Another hormone which might play a role in the pathogenesis of acne is luteinizing hormone (LH) which seems to have a more sustained period of action in a subsection of male patients than in unaffected males. In most males, LH falls steadily over time as growth occurs. Another study suggested that in acne patients, LH levels determine serum testosterone levels, and therefore correlate with acne outbreaks. This subgroup of men with chronic acne is either hyperresponsive to LH, or has a greater total mass of androgen-secreting glandular tissue.
Oral contraceptives have proven to be of benefit in some girls because they reduce androgen production as a result of suppression of pituitary gonadotropin secretion. In males, danazol may play the same role without the associated estrogenic effects, because it also inhibits gonadotropin production. It is currently used to treat refractory male acne when topical agents and systemic antibiotics have not proven successful. However, the effect is limited to the time the patient is on the drug, as acne promptly rebounds when it is stopped. Side effects are usually mild in males, though the drug can cause androgenization in females.

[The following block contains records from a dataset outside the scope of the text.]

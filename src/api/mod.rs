// Copyright (c) 2024-2026 Martin Schröder <info@swedishembedded.com>
//
// SPDX-License-Identifier: Apache-2.0
pub mod messages;
pub mod models;
pub mod openai;

use axum::http::StatusCode;
use axum::response::{IntoResponse, Json, Response};

use switchboard_core::DispatchError;

/// Map a dispatch failure onto the client error envelope and status.
pub fn error_response(err: &DispatchError) -> Response {
    let status =
        StatusCode::from_u16(err.http_status()).unwrap_or(StatusCode::INTERNAL_SERVER_ERROR);
    (
        status,
        Json(serde_json::json!({
            "type": "error",
            "error": { "type": err.kind_label(), "message": err.to_string() }
        })),
    )
        .into_response()
}
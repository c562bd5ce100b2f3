// Copyright (c) 2024-2026 Martin Schröder <info@swedishembedded.com>
//
// SPDX-License-Identifier: Apache-2.0
use std::collections::HashMap;
use std::path::PathBuf;

use serde::{Deserialize, Serialize};

#[derive(Debug, Clone, Serialize, Deserialize)]
#[serde(default)]
pub struct Config {
    /// Listen address for the client-facing HTTP server.
    pub listen: String,
    /// Directory holding persisted state (`accounts.json`,
    /// `signature-cache.json`, `usage-history.json`).  Defaults to the
    /// platform data dir.
    pub state_dir: Option<PathBuf>,

    /// Outer dispatcher attempt cap.  Clamped to [1, 20] on load; the
    /// effective cap per request is `max(max_retries, accounts + 1)`.
    pub max_retries: u32,
    /// Exponential backoff band for transient upstream errors.
    pub retry_base_ms: u64,
    pub retry_max_ms: u64,
    /// Cooldown applied when an account is rate-limited and the upstream
    /// gave no usable reset hint.
    pub default_cooldown_ms: u64,
    /// Server-provided resets above this cap fall back to
    /// `default_cooldown_ms` (the hints are upper bounds, often wrong).
    pub max_cooldown_ms: u64,
    /// Longest a request will wait for a rate-limit reset before failing
    /// (ignored when `infinite_retry_mode` is set).
    pub max_wait_before_error_ms: u64,
    /// Context truncation budget in estimated tokens; 0 disables.
    pub max_context_tokens: usize,
    /// Per-account concurrent request cap.
    pub max_concurrent_requests: u32,
    /// Never fail a request because of rate limits; keep waiting.
    pub infinite_retry_mode: bool,
    /// Walk the model fallback chain when every account is exhausted.
    pub auto_fallback: bool,
    /// Emit progress events to streaming clients while waiting for a
    /// rate-limit reset.
    pub wait_progress_updates: bool,
    /// Per-upstream-call timeout.
    pub request_timeout_ms: u64,

    /// Which upstream header set (and therefore quota class) to use.
    pub gemini_header_mode: HeaderMode,
    /// Default reasoning level when the client does not ask for thinking.
    pub default_thinking_level: Option<ThinkingLevel>,
    /// Default reasoning budget in tokens.  Mutually exclusive with the
    /// level; when both are set the budget wins.
    pub default_thinking_budget: Option<u32>,

    pub account_selection: AccountSelectionConfig,

    /// Per-requested-model overrides.
    pub model_mapping: HashMap<String, ModelMapping>,
}

impl Default for Config {
    fn default() -> Self {
        Self {
            listen: "127.0.0.1:8421".into(),
            state_dir: None,
            max_retries: 3,
            retry_base_ms: 1_000,
            retry_max_ms: 30_000,
            default_cooldown_ms: 60_000,
            max_cooldown_ms: 30 * 60_000,
            max_wait_before_error_ms: 10 * 60_000,
            max_context_tokens: 0,
            max_concurrent_requests: 5,
            infinite_retry_mode: false,
            auto_fallback: true,
            wait_progress_updates: true,
            request_timeout_ms: 5 * 60_000,
            gemini_header_mode: HeaderMode::Antigravity,
            default_thinking_level: None,
            default_thinking_budget: None,
            account_selection: AccountSelectionConfig::default(),
            model_mapping: HashMap::new(),
        }
    }
}

impl Config {
    /// Clamp out-of-range values instead of failing; a proxy that starts
    /// with a corrected config beats one that refuses to start.
    pub fn normalised(mut self) -> Self {
        self.max_retries = self.max_retries.clamp(1, 20);
        if self.retry_max_ms < self.retry_base_ms {
            self.retry_max_ms = self.retry_base_ms;
        }
        self
    }

    /// Resolved state directory (configured or platform default).
    pub fn state_dir(&self) -> PathBuf {
        self.state_dir.clone().unwrap_or_else(|| {
            dirs::data_dir()
                .unwrap_or_else(|| PathBuf::from("."))
                .join("switchboard")
        })
    }
}

#[derive(Debug, Clone, Copy, PartialEq, Eq, Serialize, Deserialize)]
#[serde(rename_all = "lowercase")]
pub enum HeaderMode {
    Cli,
    Antigravity,
}

impl HeaderMode {
    /// The quota-class label used in rate-limit keys for this mode.
    pub fn quota_class(self) -> &'static str {
        match self {
            Self::Cli => "cli",
            Self::Antigravity => "antigravity",
        }
    }
}

#[derive(Debug, Clone, Copy, PartialEq, Eq, Serialize, Deserialize)]
#[serde(rename_all = "lowercase")]
pub enum ThinkingLevel {
    Minimal,
    Low,
    Medium,
    High,
}

impl ThinkingLevel {
    pub fn as_str(self) -> &'static str {
        match self {
            Self::Minimal => "minimal",
            Self::Low => "low",
            Self::Medium => "medium",
            Self::High => "high",
        }
    }
}

// ─── Account selection ────────────────────────────────────────────────────────

#[derive(Debug, Clone, Default, Serialize, Deserialize)]
#[serde(default)]
pub struct AccountSelectionConfig {
    pub strategy: SelectionStrategy,
    pub health_score: HealthScoreConfig,
    pub token_bucket: TokenBucketConfig,
    pub quota: QuotaConfig,
    pub session_rotation: SessionRotationConfig,
}

#[derive(Debug, Clone, Copy, Default, PartialEq, Eq, Serialize, Deserialize)]
#[serde(rename_all = "kebab-case")]
pub enum SelectionStrategy {
    Sticky,
    RoundRobin,
    #[default]
    Hybrid,
}

#[derive(Debug, Clone, Serialize, Deserialize)]
#[serde(default)]
pub struct HealthScoreConfig {
    pub initial: f64,
    pub min: f64,
    pub max: f64,
    pub on_success: f64,
    pub on_rate_limit: f64,
    pub on_failure: f64,
    /// Passive recovery applied per hour since the last update.
    pub recovery_per_hour: f64,
}

impl Default for HealthScoreConfig {
    fn default() -> Self {
        Self {
            initial: 70.0,
            min: 50.0,
            max: 100.0,
            on_success: 1.0,
            on_rate_limit: -10.0,
            on_failure: -20.0,
            recovery_per_hour: 2.0,
        }
    }
}

#[derive(Debug, Clone, Serialize, Deserialize)]
#[serde(default)]
pub struct TokenBucketConfig {
    pub capacity: f64,
    pub refill_per_minute: f64,
}

impl Default for TokenBucketConfig {
    fn default() -> Self {
        Self { capacity: 50.0, refill_per_minute: 6.0 }
    }
}

#[derive(Debug, Clone, Serialize, Deserialize)]
#[serde(default)]
pub struct QuotaConfig {
    /// Accounts below this remaining fraction are deprioritised.
    pub low_threshold: f64,
    /// Accounts below this remaining fraction are excluded outright.
    pub critical_threshold: f64,
    /// Snapshots older than this no longer influence selection.
    pub stale_ms: u64,
}

impl Default for QuotaConfig {
    fn default() -> Self {
        Self {
            low_threshold: 0.1,
            critical_threshold: 0.05,
            stale_ms: 5 * 60_000,
        }
    }
}

#[derive(Debug, Clone, Serialize, Deserialize)]
#[serde(default)]
pub struct SessionRotationConfig {
    /// Rotate a session off its pinned account past this many messages.
    pub max_messages: u32,
    /// Rotate past this many estimated tokens consumed.
    pub max_tokens: u64,
    /// Rotate when the pinned account's remaining quota fraction trails
    /// the best alternative by at least this much.
    pub quota_gap: f64,
}

impl Default for SessionRotationConfig {
    fn default() -> Self {
        Self { max_messages: 40, max_tokens: 400_000, quota_gap: 0.2 }
    }
}

// ─── Model mapping ────────────────────────────────────────────────────────────

#[derive(Debug, Clone, Default, Serialize, Deserialize)]
#[serde(default)]
pub struct ModelMapping {
    /// Omit the model from `/v1/models`.
    pub hidden: bool,
    /// Never rewrite requests for this model via the fallback chain.
    pub pinned: bool,
    /// Substitute upstream model id.
    pub mapping: Option<String>,
    /// Extra client-facing alias for the model.
    pub alias: Option<String>,
}

// ─── Unit tests ──────────────────────────────────────────────────────────────
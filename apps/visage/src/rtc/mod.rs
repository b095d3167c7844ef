use std::sync::Arc;

use async_trait::async_trait;
use thiserror::Error;
use tokio::sync::Mutex as AsyncMutex;
use tracing::{debug, info, trace, warn};
use webrtc::api::interceptor_registry::register_default_interceptors;
use webrtc::api::media_engine::MediaEngine;
use webrtc::api::{API, APIBuilder};
use webrtc::data_channel::RTCDataChannel;
use webrtc::data_channel::data_channel_message::DataChannelMessage;
use webrtc::ice_transport::ice_server::RTCIceServer;
use webrtc::interceptor::registry::Registry;
use webrtc::peer_connection::RTCPeerConnection;
use webrtc::peer_connection::configuration::RTCConfiguration;
use webrtc::peer_connection::peer_connection_state::RTCPeerConnectionState;
use webrtc::peer_connection::sdp::session_description::RTCSessionDescription;
use webrtc::rtp_transceiver::RTCRtpTransceiver;
use webrtc::rtp_transceiver::rtp_receiver::RTCRtpReceiver;
use webrtc::track::track_remote::TrackRemote;

use crate::session::{ConnectionState, MediaBinding, RemoteMediaTrack, SessionStore};
use crate::signaling::{IceCandidatePayload, IceServerConfig, SdpPayload, SignalingClient};

/// Carries nothing but diagnostics; session data never travels over it.
const DIAGNOSTIC_CHANNEL_LABEL: &str = "visage-diagnostics";

#[derive(Debug, Error)]
pub enum NegotiationError {
    #[error("peer connection setup failed: {0}")]
    Setup(String),
    #[error("sdp negotiation failed: {0}")]
    Sdp(String),
    #[error("unsupported sdp type {0:?}")]
    UnsupportedSdp(String),
}

fn to_setup_error<E: std::fmt::Display>(err: E) -> NegotiationError {
    NegotiationError::Setup(err.to_string())
}

fn to_sdp_error<E: std::fmt::Display>(err: E) -> NegotiationError {
    NegotiationError::Sdp(err.to_string())
}

/// Remote track handle backed by the WebRTC receiver that delivers it.
struct RtcTrack {
    id: String,
    kind: String,
    receiver: Arc<RTCRtpReceiver>,
}

#[async_trait]
impl RemoteMediaTrack for RtcTrack {
    fn id(&self) -> &str {
        &self.id
    }

    fn kind(&self) -> &str {
        &self.kind
    }

    async fn stop(&self) {
        if let Err(err) = self.receiver.stop().await {
            warn!(track = %self.id, error = %err, "failed to stop remote track receiver");
        }
    }
}

struct ActiveConnection {
    pc: Arc<RTCPeerConnection>,
    dc: Arc<RTCDataChannel>,
}

/// Owns the peer connection lifecycle: turns the remote offer into a local
/// answer, relays discovered ICE candidates to the signaling client, and
/// pushes inbound tracks into the session store. At most one connection is
/// open at a time; `open` tears down any predecessor first.
pub struct PeerController {
    signaling: Arc<SignalingClient>,
    store: Arc<SessionStore>,
    active: AsyncMutex<Option<ActiveConnection>>,
}

impl PeerController {
    pub fn new(signaling: Arc<SignalingClient>, store: Arc<SessionStore>) -> Self {
        Self {
            signaling,
            store,
            active: AsyncMutex::new(None),
        }
    }

    /// Negotiates a local answer for the given remote offer. On any SDP
    /// failure the partially built connection is released and the whole
    /// initialization attempt is aborted; retries happen at the HTTP layer
    /// only, never here.
    pub async fn open(
        &self,
        offer: &SdpPayload,
        ice_servers: &[IceServerConfig],
    ) -> Result<SdpPayload, NegotiationError> {
        self.close().await;
        self.store.set_connection_state(ConnectionState::Negotiating);
        match self.negotiate(offer, ice_servers).await {
            Ok((answer, pc, dc)) => {
                *self.active.lock().await = Some(ActiveConnection { pc, dc });
                Ok(answer)
            }
            Err(err) => {
                self.store.set_connection_state(ConnectionState::Closed);
                Err(err)
            }
        }
    }

    /// Idempotent teardown; safe when nothing is open and never fails out.
    pub async fn close(&self) {
        let active = self.active.lock().await.take();
        if let Some(conn) = active {
            if let Err(err) = conn.dc.close().await {
                debug!(error = %err, "diagnostic channel close failed");
            }
            if let Err(err) = conn.pc.close().await {
                warn!(error = %err, "peer connection close failed");
            }
            self.store.set_connection_state(ConnectionState::Closed);
        }
    }

    pub async fn is_open(&self) -> bool {
        self.active.lock().await.is_some()
    }

    async fn negotiate(
        &self,
        offer: &SdpPayload,
        ice_servers: &[IceServerConfig],
    ) -> Result<(SdpPayload, Arc<RTCPeerConnection>, Arc<RTCDataChannel>), NegotiationError> {
        let api = build_api()?;
        let config = RTCConfiguration {
            ice_servers: rtc_ice_servers(ice_servers),
            ..Default::default()
        };
        let pc = Arc::new(api.new_peer_connection(config).await.map_err(to_setup_error)?);

        let dc = match pc.create_data_channel(DIAGNOSTIC_CHANNEL_LABEL, None).await {
            Ok(dc) => dc,
            Err(err) => {
                let _ = pc.close().await;
                return Err(to_setup_error(err));
            }
        };
        self.install_handlers(&pc, &dc);

        match self.apply_sdp(&pc, offer).await {
            Ok(answer) => Ok((answer, pc, dc)),
            Err(err) => {
                let _ = pc.close().await;
                Err(err)
            }
        }
    }

    async fn apply_sdp(
        &self,
        pc: &Arc<RTCPeerConnection>,
        offer: &SdpPayload,
    ) -> Result<SdpPayload, NegotiationError> {
        if offer.typ != "offer" {
            return Err(NegotiationError::UnsupportedSdp(offer.typ.clone()));
        }
        let remote = RTCSessionDescription::offer(offer.sdp.clone()).map_err(to_sdp_error)?;
        pc.set_remote_description(remote).await.map_err(to_sdp_error)?;
        let answer = pc.create_answer(None).await.map_err(to_sdp_error)?;
        pc.set_local_description(answer.clone())
            .await
            .map_err(to_sdp_error)?;
        Ok(SdpPayload {
            sdp: answer.sdp,
            typ: answer.sdp_type.to_string(),
        })
    }

    fn install_handlers(&self, pc: &Arc<RTCPeerConnection>, dc: &Arc<RTCDataChannel>) {
        let signaling = Arc::clone(&self.signaling);
        let store_for_candidates = Arc::clone(&self.store);
        pc.on_ice_candidate(Box::new(move |candidate| {
            let signaling = Arc::clone(&signaling);
            let store = Arc::clone(&store_for_candidates);
            Box::pin(async move {
                let Some(candidate) = candidate else {
                    trace!("ice candidate gathering complete");
                    return;
                };
                let init = match candidate.to_json() {
                    Ok(init) => init,
                    Err(err) => {
                        warn!(error = %err, "failed to serialize ice candidate");
                        return;
                    }
                };
                let payload = IceCandidatePayload {
                    candidate: init.candidate,
                    sdp_mid: init.sdp_mid,
                    sdp_mline_index: init.sdp_mline_index,
                };
                // Best-effort: a lost candidate narrows path selection but
                // never aborts the session.
                if let Err(err) = signaling
                    .submit_ice_candidate(
                        store.stream_id().as_deref(),
                        store.session_id().as_deref(),
                        &payload,
                    )
                    .await
                {
                    warn!(error = %err, "ice candidate submission failed");
                }
            })
        }));

        let store_for_tracks = Arc::clone(&self.store);
        pc.on_track(Box::new(
            move |track: Arc<TrackRemote>,
                  receiver: Arc<RTCRtpReceiver>,
                  _transceiver: Arc<RTCRtpTransceiver>| {
                let store = Arc::clone(&store_for_tracks);
                Box::pin(async move {
                    info!(
                        track = %track.id(),
                        kind = %track.kind(),
                        "remote track received"
                    );
                    let handle: Arc<dyn RemoteMediaTrack> = Arc::new(RtcTrack {
                        id: track.id(),
                        kind: track.kind().to_string(),
                        receiver,
                    });
                    store.set_media(Some(MediaBinding::single(handle)));
                })
            },
        ));

        let store_for_state = Arc::clone(&self.store);
        pc.on_peer_connection_state_change(Box::new(move |state: RTCPeerConnectionState| {
            let store = Arc::clone(&store_for_state);
            Box::pin(async move {
                debug!(?state, "peer connection state changed");
                match state {
                    RTCPeerConnectionState::Connected => {
                        store.set_connection_state(ConnectionState::Connected);
                    }
                    RTCPeerConnectionState::Failed
                    | RTCPeerConnectionState::Disconnected
                    | RTCPeerConnectionState::Closed => {
                        // Failure cleanup is identical to a close.
                        store.set_connection_state(ConnectionState::Closed);
                    }
                    _ => {}
                }
            })
        }));

        dc.on_open(Box::new(|| {
            Box::pin(async {
                debug!("diagnostic channel open");
            })
        }));
        dc.on_message(Box::new(|message: DataChannelMessage| {
            Box::pin(async move {
                trace!(bytes = message.data.len(), "diagnostic channel message");
            })
        }));
    }
}

fn build_api() -> Result<API, NegotiationError> {
    let mut media_engine = MediaEngine::default();
    media_engine
        .register_default_codecs()
        .map_err(to_setup_error)?;
    let mut registry = Registry::new();
    registry = register_default_interceptors(registry, &mut media_engine).map_err(to_setup_error)?;
    Ok(APIBuilder::new()
        .with_media_engine(media_engine)
        .with_interceptor_registry(registry)
        .build())
}

fn rtc_ice_servers(servers: &[IceServerConfig]) -> Vec<RTCIceServer> {
    servers
        .iter()
        .map(|server| RTCIceServer {
            urls: server.urls.as_vec(),
            username: server.username.clone().unwrap_or_default(),
            credential: server.credential.clone().unwrap_or_default(),
            ..Default::default()
        })
        .collect()
}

Another useful drug is the antiandrogen cyproterone acetate. It inhibits sebum production, and thus prevents acne outbreaks. However, it is not used as a first-line treatment. Furthermore, it may cause breast lumps, which resolve when treatment is stopped. Its effects are not permanent, however, and relapse is extremely common.
A cautionary note is in order regarding the use of tetracycline in severe acne. Though effective in clearing comedones, some research has exposed an unexpectedly higher risk of prostate cancer in treated men. The contribution of tetracycline to the pathogenesis of this condition in men with acne is yet to be fully elucidated.